Page MenuHomePhabricator

Varnish and ATS health-check improvements
Closed, ResolvedPublic

Description

@CDanis noticed that ats-be is considering all requests to /check as internal health-checks, regardless of what the Host header says. While looking at this problem I've seen a bunch of related issues that should be fixed.

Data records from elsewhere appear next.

// Two-tier query resolution: AI answers when the oracle cooperates,
// deterministic Indonesian templates whenever it does not.

use std::sync::Arc;
use std::time::Duration;

use async_trait::async_trait;
use chrono::{NaiveDate, Weekday};
use laporin::core::{AppError, Result};
use laporin::modules::ledger::{
    BranchConfig, LedgerSnapshot, ReferenceData, TransactionKind, TransactionRecord, WorkerRef,
};
use laporin::modules::query::{AiOracle, Answer, QueryResolver};
use rust_decimal::Decimal;
use rust_decimal_macros::dec;

fn date(d: u32) -> NaiveDate {
    NaiveDate::from_ymd_opt(2026, 8, d).unwrap()
}

fn reference() -> ReferenceData {
    ReferenceData {
        branches: vec![
            BranchConfig {
                branch_id: "cabang_a".into(),
                name: "Cabang Denailla".into(),
                aliases: vec!["denailla".into(), "cabang a".into()],
                operating_cost: dec!(3000000),
                commission_rate: dec!(0.5),
            },
            BranchConfig {
                branch_id: "cabang_b".into(),
                name: "Cabang Sumput".into(),
                aliases: vec!["sumput".into()],
                operating_cost: dec!(1500000),
                commission_rate: dec!(0.4),
            },
        ],
        workers: vec![
            WorkerRef {
                worker_id: "w_agus".into(),
                display_name: "Agus".into(),
                aliases: vec![],
            },
            WorkerRef {
                worker_id: "w_budi".into(),
                display_name: "Budi".into(),
                aliases: vec![],
            },
        ],
    }
}

fn record(id: &str, day: u32, branch: &str, worker: &str, price: Decimal) -> TransactionRecord {
    TransactionRecord {
        id: id.into(),
        date: date(day),
        time: None,
        branch_id: branch.into(),
        worker_id: worker.into(),
        kind: TransactionKind::Service,
        item_id: "potong".into(),
        item_name: "Potong Rambut".into(),
        unit_price: price,
        payment_method: "cash".into(),
        quantity: 1,
    }
}

fn ledger() -> LedgerSnapshot {
    LedgerSnapshot::new(
        vec![
            record("t1", 26, "cabang_a", "w_agus", dec!(35000)),
            record("t2", 26, "cabang_a", "w_agus", dec!(50000)),
            record("t3", 26, "cabang_b", "w_budi", dec!(20000)),
            record("t4", 25, "cabang_a", "w_budi", dec!(35000)),
        ],
        reference(),
    )
}

fn resolver(oracle: Option<Arc<dyn AiOracle>>) -> QueryResolver<LedgerSnapshot> {
    QueryResolver::new(
        ledger(),
        oracle,
        Weekday::Mon,
        30,
        Duration::from_millis(100),
    )
}

struct CannedOracle;

#[async_trait]
impl AiOracle for CannedOracle {
    fn name(&self) -> &str {
        "canned"
    }

    async fn complete(&self, _question: &str, data_context: &str) -> Result<String> {
        // Echo part of the context so the test can verify it was built
        Ok(format!("Ringkasan: {}", data_context.lines().next().unwrap_or("")))
    }
}

struct FailingOracle;

#[async_trait]
impl AiOracle for FailingOracle {
    fn name(&self) -> &str {
        "failing"
    }

    async fn complete(&self, _question: &str, _data_context: &str) -> Result<String> {
        Err(AppError::OracleUnavailable("stubbed outage".into()))
    }
}

struct SlowOracle;

#[async_trait]
impl AiOracle for SlowOracle {
    fn name(&self) -> &str {
        "slow"
    }

    async fn complete(&self, _question: &str, _data_context: &str) -> Result<String> {
        tokio::time::sleep(Duration::from_secs(30)).await;
        Ok("too late".into())
    }
}

#[tokio::test]
async fn test_oracle_answer_is_preferred_when_available() {
    let resolver = resolver(Some(Arc::new(CannedOracle)));
    let answer = resolver
        .answer("berapa pendapatan hari ini?", date(26))
        .await
        .unwrap();

    match answer {
        Answer::Ai(text) => assert!(text.starts_with("Ringkasan:")),
        Answer::Computed { .. } => panic!("oracle was available, expected AI answer"),
    }
}

#[tokio::test]
async fn test_oracle_outage_falls_back_to_template() {
    let resolver = resolver(Some(Arc::new(FailingOracle)));
    let answer = resolver
        .answer("berapa pendapatan hari ini?", date(26))
        .await
        .unwrap();

    match answer {
        Answer::Computed { value, text, .. } => {
            // 35.000 + 50.000 + 20.000 on the 26th
            assert_eq!(value, dec!(105000));
            assert!(text.contains("Rp 105.000"));
            assert!(text.contains("hari ini"));
        }
        Answer::Ai(_) => panic!("oracle fails, expected computed fallback"),
    }
}

#[tokio::test]
async fn test_slow_oracle_times_out_into_fallback() {
    // Resolver timeout is 100ms; the sleeping oracle future is dropped
    let resolver = resolver(Some(Arc::new(SlowOracle)));
    let answer = resolver
        .answer("pendapatan hari ini", date(26))
        .await
        .unwrap();

    assert!(matches!(answer, Answer::Computed { .. }));
    assert!(!answer.text().is_empty());
}

#[tokio::test]
async fn test_unset_filter_defaults_to_revenue_today_all_branches() {
    let resolver = resolver(None);
    let answer = resolver.answer("gimana?", date(26)).await.unwrap();

    match answer {
        Answer::Computed { value, text, .. } => {
            assert_eq!(value, dec!(105000));
            assert!(text.contains("semua cabang"));
        }
        Answer::Ai(_) => panic!("no oracle configured"),
    }
}

#[tokio::test]
async fn test_branch_scope_narrows_the_answer() {
    let resolver = resolver(None);
    let answer = resolver
        .answer("pendapatan hari ini di sumput", date(26))
        .await
        .unwrap();

    match answer {
        Answer::Computed { value, text, .. } => {
            assert_eq!(value, dec!(20000));
            assert!(text.contains("Cabang Sumput"));
        }
        Answer::Ai(_) => panic!("no oracle configured"),
    }
}

#[tokio::test]
async fn test_best_worker_answer_with_empty_period() {
    let resolver = resolver(None);
    // The 1st has no transactions at all
    let answer = resolver
        .answer("siapa capster terbaik hari ini?", date(1))
        .await
        .unwrap();

    assert!(answer.text().contains("Belum ada transaksi"));
}

#[tokio::test]
async fn test_best_branch_answer() {
    let resolver = resolver(None);
    let answer = resolver
        .answer("cabang mana yang terbaik hari ini?", date(26))
        .await
        .unwrap();

    assert!(answer.text().contains("Cabang Denailla"));
    assert!(answer.text().contains("Rp 85.000"));
}

#[tokio::test]
async fn test_profit_answer_includes_cost_breakdown() {
    let resolver = resolver(None);
    let answer = resolver
        .answer("berapa laba bersih hari ini?", date(26))
        .await
        .unwrap();

    match answer {
        Answer::Computed { value, text, .. } => {
            // revenue 105.000, commission 0.5*85.000 + 0.4*20.000 = 50.500,
            // cost (3.000.000 + 1.500.000)/30 = 150.000
            assert_eq!(value, dec!(-95500));
            assert!(text.contains("komisi"));
            assert!(text.contains("biaya operasional"));
        }
        Answer::Ai(_) => panic!("no oracle configured"),
    }
}

#[tokio::test]
async fn test_branch_scoped_profit_charges_only_that_branch_cost() {
    let resolver = resolver(None);
    let answer = resolver
        .answer("berapa laba bersih hari ini di sumput?", date(26))
        .await
        .unwrap();

    match answer {
        Answer::Computed { value, text, .. } => {
            // cabang_b only: revenue 20.000, commission 8.000,
            // cost 1.500.000/30 = 50.000; cabang_a's rent is not charged
            assert_eq!(value, dec!(-38000));
            assert!(text.contains("Cabang Sumput"));
            assert!(text.contains("biaya operasional Rp 50.000"));
        }
        Answer::Ai(_) => panic!("no oracle configured"),
    }
}

#[tokio::test]
async fn test_worker_scoped_profit_carries_no_operating_cost() {
    let resolver = resolver(None);
    let answer = resolver
        .answer("berapa laba agus hari ini?", date(26))
        .await
        .unwrap();

    match answer {
        Answer::Computed { value, text, .. } => {
            // w_agus on the 26th: revenue 85.000, commission 42.500,
            // no share of any branch's rent
            assert_eq!(value, dec!(42500));
            assert!(text.contains("capster Agus"));
            assert!(text.contains("biaya operasional Rp 0"));
        }
        Answer::Ai(_) => panic!("no oracle configured"),
    }
}
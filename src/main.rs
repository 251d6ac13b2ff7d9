use std::sync::Arc;

use chrono::Local;
use serde::Deserialize;
use tracing_subscriber::{layer::SubscriberExt, util::SubscriberInitExt};

use laporin::config::Config;
use laporin::core::Result;
use laporin::modules::ledger::{LedgerSnapshot, RawTransactionRow, ReferenceData};
use laporin::modules::query::{AiOracle, GeminiOracle, QueryResolver};

/// Snapshot file layout: reference data plus raw rows, as exported by
/// the spreadsheet sync job.
#[derive(Debug, Deserialize)]
struct SnapshotFile {
    reference: ReferenceData,
    rows: Vec<RawTransactionRow>,
}

#[tokio::main]
async fn main() -> Result<()> {
    // Initialize tracing
    tracing_subscriber::registry()
        .with(
            tracing_subscriber::EnvFilter::try_from_default_env()
                .unwrap_or_else(|_| "laporin=info".into()),
        )
        .with(tracing_subscriber::fmt::layer())
        .init();

    // Load configuration
    let config = Config::from_env()?;

    tracing::info!("Starting Laporin query demo");
    tracing::info!("Environment: {}", config.app.env);

    let mut args = std::env::args().skip(1);
    let snapshot_path = args.next().unwrap_or_else(|| "snapshot.json".to_string());
    let question: String = args.collect::<Vec<_>>().join(" ");
    let question = if question.is_empty() {
        "pendapatan hari ini".to_string()
    } else {
        question
    };

    let raw = std::fs::read_to_string(&snapshot_path)
        .map_err(|e| laporin::core::AppError::ledger_fetch(format!("{}: {}", snapshot_path, e)))?;
    let snapshot_file: SnapshotFile = serde_json::from_str(&raw)?;
    let ledger = LedgerSnapshot::from_rows(snapshot_file.rows, snapshot_file.reference);
    tracing::info!(records = ledger.len(), "snapshot loaded");

    let oracle: Option<Arc<dyn AiOracle>> = config.oracle.api_key.clone().map(|key| {
        Arc::new(GeminiOracle::new(
            key,
            Some(config.oracle.base_url.clone()),
            config.oracle.model.clone(),
        )) as Arc<dyn AiOracle>
    });

    let resolver = QueryResolver::new(
        ledger,
        oracle,
        config.report.week_start,
        config.report.days_per_month,
        config.oracle.timeout(),
    );

    let today = Local::now().date_naive();
    match resolver.answer(&question, today).await {
        Ok(answer) => println!("{}", answer.text()),
        Err(err) => {
            tracing::error!(error = %err, "query failed");
            println!("{}", err.user_message());
        }
    }

    Ok(())
}
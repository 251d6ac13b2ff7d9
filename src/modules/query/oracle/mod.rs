pub mod gemini;

pub use gemini::GeminiOracle;

use async_trait::async_trait;

use crate::core::Result;

/// Free-form answering backend for natural-language questions.
///
/// Implementations receive the user's question together with a compact,
/// pre-aggregated data context and return prose. Failures are surfaced
/// as oracle errors; the resolver decides whether to fall back.
#[async_trait]
pub trait AiOracle: Send + Sync {
    /// Backend name, for logging
    fn name(&self) -> &str;

    /// Answer `question` using only the figures in `data_context`
    async fn complete(&self, question: &str, data_context: &str) -> Result<String>;
}
use serde::{Deserialize, Serialize};

use crate::cultures::DialectOption;

#[derive(Debug, Deserialize, Default)]
#[serde(default, rename_all = "camelCase")]
pub(crate) struct GenerateMealsRequest {
    pub(crate) culture: Option<String>,
    pub(crate) dietary_restrictions: Option<String>,
}

#[derive(Debug, Serialize)]
#[serde(rename_all = "camelCase")]
pub(crate) struct GenerateMealsResponse {
    pub(crate) meal_plan_text: String,
}

#[derive(Debug, Deserialize, Default)]
#[serde(default, rename_all = "camelCase")]
pub(crate) struct TranslateRequest {
    pub(crate) text: Option<String>,
    pub(crate) language_name: Option<String>,
}

#[derive(Debug, Serialize)]
#[serde(rename_all = "camelCase")]
pub(crate) struct TranslateResponse {
    pub(crate) translated_text: String,
}

#[derive(Debug, Deserialize, Default)]
#[serde(default)]
pub(crate) struct CultureQuery {
    pub(crate) culture: Option<String>,
}

#[derive(Debug, Serialize)]
#[serde(rename_all = "camelCase")]
pub(crate) struct CultureResponse {
    pub(crate) dialects: Option<Vec<DialectOption>>,
    pub(crate) default_language_code: String,
    pub(crate) preferred_language_code: String,
}

#[derive(Debug, Serialize)]
#[serde(rename_all = "camelCase")]
pub(crate) struct DietRulesResponse {
    pub(crate) allowed: Vec<String>,
    pub(crate) avoid: Vec<String>,
    pub(crate) tips: Vec<String>,
    pub(crate) grounding_text: String,
}

#[derive(Debug, Serialize)]
pub(crate) struct ErrorResponse {
    pub(crate) error: String,
}

#[cfg(test)]
mod tests {
    use super::*;

    #[test]
    fn generate_request_uses_camel_case_fields() {
        let request: GenerateMealsRequest = serde_json::from_str(
            r#"{"culture":"Korean","dietaryRestrictions":"no shellfish"}"#,
        )
        .unwrap();
        assert_eq!(request.culture.as_deref(), Some("Korean"));
        assert_eq!(request.dietary_restrictions.as_deref(), Some("no shellfish"));
    }

    #[test]
    fn missing_fields_deserialize_to_none() {
        let request: GenerateMealsRequest = serde_json::from_str("{}").unwrap();
        assert!(request.culture.is_none());
        assert!(request.dietary_restrictions.is_none());
    }

    #[test]
    fn responses_serialize_with_contract_field_names() {
        let value = serde_json::to_value(GenerateMealsResponse {
            meal_plan_text: "plan".to_string(),
        })
        .unwrap();
        assert_eq!(value["mealPlanText"], "plan");

        let value = serde_json::to_value(TranslateResponse {
            translated_text: "translated".to_string(),
        })
        .unwrap();
        assert_eq!(value["translatedText"], "translated");
    }
}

There are three different type of diagnostic requests that Varnish historically used to handle. The first were requests issued by varnish-fe to varnish-be to check the cache backend layer status. They look like this: http://varnishcheck/check. The second are checks coming from PyBal and directed, logically speaking, to varnish-fe. PyBal requests target https://varnishcheck.wikimedia.org/from/pybal: they go through the TLS termination layer (once nginx, now ats-tls) and then hit varnish-fe. The third are Icinga requests targeting varnishcheck/wikimedia-monitoring-test and hitting varnish-fe directly. Confusingly, our VCL handles all these requests as follows in wm_recv_early. This VCL code used to be shared by both Varnish frontends and backends, and worked for both given that the Host header does indeed start with "varnishcheck" in the case of http://varnishcheck/check, https://varnishcheck/wikimedia-monitoring-test and https://varnishcheck.wikimedia.org/from/pybal:

if ( req.http.host ~ "^varnishcheck" ) {
    return (synth(200, "healthcheck"));
}

To make things less confusing:

  • ats-be should only consider requests to //varnishcheck/check as health-checks performed by the frontend layer, ie check the Host header in addition to the request URI
  • varnish-fe should only consider requests to //varnishcheck.wikimedia.org/from/pybal and //varnishcheck.wikimedia.org/wikimedia-monitoring-test, ie ensure that the Host header is exactly varnishcheck.wikimedia.org, and that the request URI is /from/pybal or /wikimedia-monitoring-test

Once the above has been done as proof that we do understand the status quo, we then should make the world more intuitive and self-explanatory:

  • We should transition to specific URIs for healthchecks, with the path component named after the intended recipient of the heathcheck, and a more generic and self-explanatory hostname. For example: http://healthcheck.wikimedia.org/varnishfe, https://healthcheck.wikimedia.org/ats-tls, etc.
    • This makes it much more obvious what's going on, is more future-proof, and allows interesting possibilities like sending a query to ats-tls to check if the stack is selecting healthy varnishfes or ats-bes.
    • These healthcheck queries should probably never produce TLS redirects?
  • Currently, on a healthcheck query ats-be adds bug as the status indicator to X-Cache/X-Cache-Status. We should match historical precedent here and use int (for "internal")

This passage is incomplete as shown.